Solche Investitionen könne der Staat aber mit Bürgschaften, Krediten oder einen eigenen Rohstofffonds flankieren, um die Dinge voranzubringen, skizziert der Leiter der DERA. Parallel beobachtet er, dass sich Unternehmen seit einiger Zeit auch selbst darum bemühen, ihre Lieferbeziehungen zu diversifizieren und sich sogar direkt bei Produzenten einkaufen. „Die DERA empfiehlt feste Lieferverträge über längere Zeiträume oder Minderheitsbeteiligungen (5-10 Prozent), die sich im Fall des Falles ausweiten lassen.“ 
Und eins betonen sowohl Buchholz als auch Wolfram Axthelm, der Geschäftsführer des Windenergie-Verbands: Recycling muss eine viel größere Rolle spielen als bisher. „Wir können es uns nicht leisten, wertvolle Rohstoffe auf der Deponie zu entsorgen“, sagt Axthelm. 

Kreislaufwirtschaft und neue Technologien

In Zukunft soll daher schon bei der Produktion von Magneten deren Wiederverwendung mitgedacht werden, Pilotanlagen zum Recycling existieren bereits. Insgesamt stellt Axthelm staatlich geförderter Forschung und Entwicklung zu solchen Themen ein gutes Zeugnis aus: „Bei den Fraunhofer-Instituten läuft viel, es kommt sehr viel dabei heraus. Das ist sehr hilfreich für uns.“

Und zu guter Letzt könnte Forschung auch dazu beitragen, einen anderen Engpass zu entschärfen: Große Hoffnungen verbinden sich mit einer neuen Generation Akkus, in denen Natrium das Lithium ersetzt. Natrium wiederum ist in vielen Ländern der Erde verfügbar, eine große Marktmacht einiger weniger ist nicht zu befürchten. 

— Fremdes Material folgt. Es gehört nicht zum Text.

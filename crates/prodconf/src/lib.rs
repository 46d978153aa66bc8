//! # prodconf - layered configuration for production nodes and services
//!
//! ## Introduction for developers
//!
//! Read this to understand how `prodconf` resolves a value.
//!
//! ### Documents
//!
//! Configuration lives in JSON files, each holding a single top-level object:
//!
//! - the **site** document (`etc/prodconf/site.json` or `etc/site.json` below a root) applies to
//!   every node
//! - one **node** document per host (`<NODE>.json` in the node directories)
//! - optionally one **service** document per service (`<SERVICE>.json` in the service
//!   directories)
//!
//! Node and service documents holding `"enabled": false` are ignored. See
//! [json_document::JsonDocument::load] for how files are located.
//!
//! ### Evaluation
//!
//! String values may embed expressions:
//!
//! ```json
//! {
//!   "workers": "[eval: 2 * 4]",
//!   "logs": "/var/log/[eval: lower(node)]",
//!   "literal": "[_eval: stays an expression for a later consumer]"
//! }
//! ```
//!
//! A document keeps its `raw` tree as loaded and an `evaluated` tree. Evaluation runs passes over
//! the whole tree until it stops changing, so an expression may refer to siblings through `doc`
//! regardless of key order. See [evaluate] for the details, and [macros] for the `<NODE>` and
//! `<SERVICE>` substitution that runs afterwards.
//!
//! ### Lookup
//!
//! A [key_path::KeyPath] is a list of selectors, each a key or a list of alternative keys:
//!
//! ```
//! # use prodconf::key_path;
//! # use serde_json::json;
//! let document = json!({ "listen": { "https": { "port": 443 } } });
//! let path = key_path!["listen", ["http", "https"], "port"];
//! assert_eq!(path.resolve(&document).unwrap(), Some(&json!(443)));
//! ```
//!
//! Alternatives backtrack: if `http` exists but has no `port`, `https` is tried next.
//!
//! [scope::ScopeChain] asks the node document (service section first), then the service document,
//! then the site document. [context::Context] ties everything together for a process.
pub mod context;
pub mod deprecation;
pub mod error;
pub mod evaluate;
pub mod json_document;
pub mod key_path;
pub mod macros;
pub mod node;
pub mod scope;
pub mod service;
pub mod site;
pub mod value;
mod visit;

pub use context::{Context, Options};
pub use error::{ConfigError, UsageError};
pub use key_path::{KeyPath, KeySelector};

// used by exported macros
#[doc(hidden)]
pub use serde_json;
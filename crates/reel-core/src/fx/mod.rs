//! Render commands (FX) and per-target state
//!
//! An FX is one stage of a render program. Commands are shared immutably
//! between the control thread and the render thread; anything mutable lives
//! either in atomic parameter slots ([`crate::param::Param`]) or in
//! per-target state that only the owning target's cycle thread ever touches.
//!
//! Per-target state is keyed by [`CommandId`], a stable handle the program
//! assigns to each stage - running the same FX on two targets yields two
//! independent states.

mod brightness;
mod gain;
mod spectral;

pub use brightness::BrightnessFx;
pub use gain::GainFx;
pub use spectral::SpectralBandGainFx;

use std::any::Any;
use std::fmt;
use std::sync::atomic::{AtomicU64, Ordering};

use thiserror::Error;

use crate::dsp::SpectralError;
use crate::frame::Frame;
use crate::param::Param;
use crate::source::SourceError;
use crate::target::TargetInfo;

/// Which domain a command transforms in
///
/// A program must be homogeneous: frame-domain and GPU-domain commands never
/// mix in one chain. Validated once when the program is built and bound,
/// never per cycle.
#[derive(Debug, Clone, Copy, PartialEq, Eq)]
pub enum Capability {
    /// CPU-side transform on the frame payload
    Frame,
    /// Transform expressed against GPU resources (textures, shader passes)
    Gpu,
}

/// Stable identity of one stage in a program
///
/// Allocated from a process-wide counter, so state tables never rely on
/// pointer identity or hashing of the command object itself.
#[derive(Debug, Clone, Copy, PartialEq, Eq, Hash, PartialOrd, Ord)]
pub struct CommandId(u64);

impl CommandId {
    pub(crate) fn next() -> Self {
        static NEXT: AtomicU64 = AtomicU64::new(1);
        CommandId(NEXT.fetch_add(1, Ordering::Relaxed))
    }
}

impl fmt::Display for CommandId {
    fn fmt(&self, f: &mut fmt::Formatter<'_>) -> fmt::Result {
        write!(f, "#{}", self.0)
    }
}

/// Mutable state private to one (command, target) pair
///
/// Created lazily the first time the command runs against a target and
/// dropped when the target stops.
pub type CommandState = Box<dyn Any + Send>;

/// Errors raised while running a command or rendering to a sink
///
/// These are fatal for the target's thread; recoverable decode problems are
/// [`SourceError::Decode`] and get absorbed by the cycle loop before any
/// command runs.
#[derive(Error, Debug)]
pub enum RenderError {
    #[error("{command} expects an audio frame")]
    ExpectedAudio { command: &'static str },

    #[error("{command} expects a video frame")]
    ExpectedVideo { command: &'static str },

    #[error("{command} ran without its per-target state")]
    MissingState { command: &'static str },

    #[error("{command} found per-target state of the wrong type")]
    StateType { command: &'static str },

    #[error("spectral processing failed: {0}")]
    Spectral(#[from] SpectralError),

    #[error("source failure: {0}")]
    Source(#[from] SourceError),

    #[error("sink failure: {0}")]
    Sink(String),

    #[error("I/O error: {0}")]
    Io(#[from] std::io::Error),
}

/// Everything a command sees during one cycle
///
/// The current frame enters from the source (or the previous command), and
/// whatever is left here when the command returns flows on down the chain.
pub struct Cycle<'a> {
    target: &'a TargetInfo,
    now: f64,
    frame: &'a mut Frame,
    state: Option<&'a mut CommandState>,
}

impl<'a> Cycle<'a> {
    pub(crate) fn new(
        target: &'a TargetInfo,
        now: f64,
        frame: &'a mut Frame,
        state: Option<&'a mut CommandState>,
    ) -> Self {
        Self { target, now, frame, state }
    }

    /// The target this cycle runs on
    pub fn target(&self) -> &TargetInfo {
        self.target
    }

    /// Current time on the target's clock
    pub fn now(&self) -> f64 {
        self.now
    }

    /// The frame as produced by the upstream stage
    pub fn frame(&self) -> &Frame {
        self.frame
    }

    pub fn frame_mut(&mut self) -> &mut Frame {
        self.frame
    }

    /// Replace the frame flowing down the chain
    pub fn replace_frame(&mut self, frame: Frame) {
        *self.frame = frame;
    }

    /// Typed access to this command's per-target state
    ///
    /// Fails if the command never declared state ([`RenderCommand::make_state`]
    /// returned `None`) or if the downcast type does not match.
    pub fn state<T: Any + Send>(&mut self, command: &'static str) -> Result<&mut T, RenderError> {
        match self.state.as_deref_mut() {
            None => Err(RenderError::MissingState { command }),
            Some(boxed) => boxed
                .downcast_mut::<T>()
                .ok_or(RenderError::StateType { command }),
        }
    }
}

/// One stage of a render program
///
/// Implementations are shared (`&self`) between threads; see the module
/// docs for where mutable state belongs.
pub trait RenderCommand: Send + Sync {
    /// Short stable name, used in logs and error messages
    fn name(&self) -> &'static str;

    fn capability(&self) -> Capability {
        Capability::Frame
    }

    /// Declared parameters, enumerable by any control surface
    fn params(&self) -> &[Param] {
        &[]
    }

    /// Build per-target state, or `None` for stateless commands
    fn make_state(&self, target: &TargetInfo) -> Option<CommandState> {
        let _ = target;
        None
    }

    /// Transform the cycle's current frame
    fn run(&self, cycle: &mut Cycle<'_>) -> Result<(), RenderError>;
}

#[cfg(test)]
mod tests {
    use super::*;

    #[test]
    fn command_ids_are_unique_and_ordered() {
        let a = CommandId::next();
        let b = CommandId::next();
        assert_ne!(a, b);
        assert!(b > a);
        assert_eq!(format!("{a}"), format!("#{}", a.0));
    }
}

Seltene Stoffe durch weniger seltene zu ersetzen ist eine von vielen Optionen. Recycling oder die Erschließung alternativer Vorkommen sind weitere – jeder kritische Rohstoff wird wohl seine eigene Strategie dazu brauchen, wie sich Abhängigkeiten verringern lassen. Aber immerhin existiert inzwischen ein Bewusstsein für das Problem - und es gibt Ansätze, wie man ihm begegnen kann.